*** Opening of Supplied information ***

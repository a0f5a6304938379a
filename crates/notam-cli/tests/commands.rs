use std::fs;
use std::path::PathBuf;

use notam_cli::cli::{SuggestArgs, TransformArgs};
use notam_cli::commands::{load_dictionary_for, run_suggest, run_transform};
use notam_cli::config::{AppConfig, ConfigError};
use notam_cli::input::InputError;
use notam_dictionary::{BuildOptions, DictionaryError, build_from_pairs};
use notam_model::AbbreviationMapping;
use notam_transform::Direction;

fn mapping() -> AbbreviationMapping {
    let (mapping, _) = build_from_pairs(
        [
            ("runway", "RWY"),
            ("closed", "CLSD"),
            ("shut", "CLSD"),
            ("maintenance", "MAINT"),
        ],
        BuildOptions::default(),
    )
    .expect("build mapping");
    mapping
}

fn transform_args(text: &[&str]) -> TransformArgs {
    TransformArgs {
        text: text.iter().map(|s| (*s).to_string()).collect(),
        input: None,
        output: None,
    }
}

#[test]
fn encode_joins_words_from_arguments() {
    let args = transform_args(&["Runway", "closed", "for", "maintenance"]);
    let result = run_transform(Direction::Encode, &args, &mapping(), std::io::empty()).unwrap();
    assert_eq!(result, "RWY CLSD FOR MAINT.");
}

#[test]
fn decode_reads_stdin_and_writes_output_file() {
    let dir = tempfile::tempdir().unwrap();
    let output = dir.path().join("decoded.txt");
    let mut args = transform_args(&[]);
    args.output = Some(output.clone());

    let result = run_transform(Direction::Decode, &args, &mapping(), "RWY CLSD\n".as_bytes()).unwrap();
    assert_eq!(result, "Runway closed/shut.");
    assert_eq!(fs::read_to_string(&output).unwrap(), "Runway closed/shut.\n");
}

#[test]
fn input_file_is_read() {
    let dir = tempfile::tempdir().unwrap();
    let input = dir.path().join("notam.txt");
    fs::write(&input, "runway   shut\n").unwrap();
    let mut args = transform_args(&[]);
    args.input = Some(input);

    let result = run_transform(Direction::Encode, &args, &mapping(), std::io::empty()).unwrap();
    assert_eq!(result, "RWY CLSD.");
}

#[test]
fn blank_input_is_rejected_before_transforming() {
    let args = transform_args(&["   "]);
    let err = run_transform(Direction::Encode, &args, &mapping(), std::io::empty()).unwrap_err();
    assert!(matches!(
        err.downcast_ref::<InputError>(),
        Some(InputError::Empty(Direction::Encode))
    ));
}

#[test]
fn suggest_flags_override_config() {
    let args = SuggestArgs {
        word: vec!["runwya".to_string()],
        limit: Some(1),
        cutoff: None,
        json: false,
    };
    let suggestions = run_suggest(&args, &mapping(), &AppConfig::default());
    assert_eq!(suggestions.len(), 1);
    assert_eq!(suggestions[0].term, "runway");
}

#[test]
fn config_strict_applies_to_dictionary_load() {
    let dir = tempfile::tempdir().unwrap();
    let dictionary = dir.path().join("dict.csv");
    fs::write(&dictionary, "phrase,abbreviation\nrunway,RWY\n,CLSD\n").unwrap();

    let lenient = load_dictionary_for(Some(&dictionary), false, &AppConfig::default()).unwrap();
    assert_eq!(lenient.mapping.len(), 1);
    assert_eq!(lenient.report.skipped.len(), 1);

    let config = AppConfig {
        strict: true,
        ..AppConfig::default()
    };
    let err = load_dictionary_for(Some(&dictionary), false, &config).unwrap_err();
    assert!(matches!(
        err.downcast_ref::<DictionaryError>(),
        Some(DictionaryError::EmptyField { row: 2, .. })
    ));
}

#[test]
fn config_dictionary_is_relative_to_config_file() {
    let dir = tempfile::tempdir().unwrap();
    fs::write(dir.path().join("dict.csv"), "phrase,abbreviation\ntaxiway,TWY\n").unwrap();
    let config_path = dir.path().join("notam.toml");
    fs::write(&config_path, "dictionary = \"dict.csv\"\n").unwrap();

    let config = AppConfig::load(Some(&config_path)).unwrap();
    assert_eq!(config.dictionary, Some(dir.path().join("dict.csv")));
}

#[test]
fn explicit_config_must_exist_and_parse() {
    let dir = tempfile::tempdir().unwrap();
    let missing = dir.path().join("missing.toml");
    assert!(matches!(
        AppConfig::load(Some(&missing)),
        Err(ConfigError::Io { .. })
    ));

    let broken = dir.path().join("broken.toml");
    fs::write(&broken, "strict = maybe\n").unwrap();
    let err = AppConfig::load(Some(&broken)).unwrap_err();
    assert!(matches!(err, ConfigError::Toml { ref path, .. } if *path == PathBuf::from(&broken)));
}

*** Close of Supplied information ***

*Required work*: All of the lines above are to be restated word for word.

*Written solution*:
repository a0f5a6304938379a
filename crates/notam-cli/tests/commands.rs
use std::fs;
use std::path::PathBuf;

use notam_cli::cli::{SuggestArgs, TransformArgs};
use notam_cli::commands::{load_dictionary_for, run_suggest, run_transform};
use notam_cli::config::{AppConfig, ConfigError};
use notam_cli::input::InputError;
use notam_dictionary::{BuildOptions, DictionaryError, build_from_pairs};
use notam_model::AbbreviationMapping;
use notam_transform::Direction;

fn mapping() -> AbbreviationMapping {
    let (mapping, _) = build_from_pairs(
        [
            ("runway", "RWY"),
            ("closed", "CLSD"),
            ("shut", "CLSD"),
            ("maintenance", "MAINT"),
        ],
        BuildOptions::default(),
    )
    .expect("build mapping");
    mapping
}

fn transform_args(text: &[&str]) -> TransformArgs {
    TransformArgs {
        text: text.iter().map(|s| (*s).to_string()).collect(),
        input: None,
        output: None,
    }
}

#[test]
fn encode_joins_words_from_arguments() {
    let args = transform_args(&["Runway", "closed", "for", "maintenance"]);
    let result = run_transform(Direction::Encode, &args, &mapping(), std::io::empty()).unwrap();
    assert_eq!(result, "RWY CLSD FOR MAINT.");
}

#[test]
fn decode_reads_stdin_and_writes_output_file() {
    let dir = tempfile::tempdir().unwrap();
    let output = dir.path().join("decoded.txt");
    let mut args = transform_args(&[]);
    args.output = Some(output.clone());

    let result = run_transform(Direction::Decode, &args, &mapping(), "RWY CLSD\n".as_bytes()).unwrap();
    assert_eq!(result, "Runway closed/shut.");
    assert_eq!(fs::read_to_string(&output).unwrap(), "Runway closed/shut.\n");
}

#[test]
fn input_file_is_read() {
    let dir = tempfile::tempdir().unwrap();
    let input = dir.path().join("notam.txt");
    fs::write(&input, "runway   shut\n").unwrap();
    let mut args = transform_args(&[]);
    args.input = Some(input);

    let result = run_transform(Direction::Encode, &args, &mapping(), std::io::empty()).unwrap();
    assert_eq!(result, "RWY CLSD.");
}

#[test]
fn blank_input_is_rejected_before_transforming() {
    let args = transform_args(&["   "]);
    let err = run_transform(Direction::Encode, &args, &mapping(), std::io::empty()).unwrap_err();
    assert!(matches!(
        err.downcast_ref::<InputError>(),
        Some(InputError::Empty(Direction::Encode))
    ));
}

#[test]
fn suggest_flags_override_config() {
    let args = SuggestArgs {
        word: vec!["runwya".to_string()],
        limit: Some(1),
        cutoff: None,
        json: false,
    };
    let suggestions = run_suggest(&args, &mapping(), &AppConfig::default());
    assert_eq!(suggestions.len(), 1);
    assert_eq!(suggestions[0].term, "runway");
}

#[test]
fn config_strict_applies_to_dictionary_load() {
    let dir = tempfile::tempdir().unwrap();
    let dictionary = dir.path().join("dict.csv");
    fs::write(&dictionary, "phrase,abbreviation\nrunway,RWY\n,CLSD\n").unwrap();

    let lenient = load_dictionary_for(Some(&dictionary), false, &AppConfig::default()).unwrap();
    assert_eq!(lenient.mapping.len(), 1);
    assert_eq!(lenient.report.skipped.len(), 1);

    let config = AppConfig {
        strict: true,
        ..AppConfig::default()
    };
    let err = load_dictionary_for(Some(&dictionary), false, &config).unwrap_err();
    assert!(matches!(
        err.downcast_ref::<DictionaryError>(),
        Some(DictionaryError::EmptyField { row: 2, .. })
    ));
}

#[test]
fn config_dictionary_is_relative_to_config_file() {
    let dir = tempfile::tempdir().unwrap();
    fs::write(dir.path().join("dict.csv"), "phrase,abbreviation\ntaxiway,TWY\n").unwrap();
    let config_path = dir.path().join("notam.toml");
    fs::write(&config_path, "dictionary = \"dict.csv\"\n").unwrap();

    let config = AppConfig::load(Some(&config_path)).unwrap();
    assert_eq!(config.dictionary, Some(dir.path().join("dict.csv")));
}

#[test]
fn explicit_config_must_exist_and_parse() {
    let dir = tempfile::tempdir().unwrap();
    let missing = dir.path().join("missing.toml");
    assert!(matches!(
        AppConfig::load(Some(&missing)),
        Err(ConfigError::Io { .. })
    ));

    let broken = dir.path().join("broken.toml");
    fs::write(&broken, "strict = maybe\n").unwrap();
    let err = AppConfig::load(Some(&broken)).unwrap_err();
    assert!(matches!(err, ConfigError::Toml { ref path, .. } if *path == PathBuf::from(&broken)));
}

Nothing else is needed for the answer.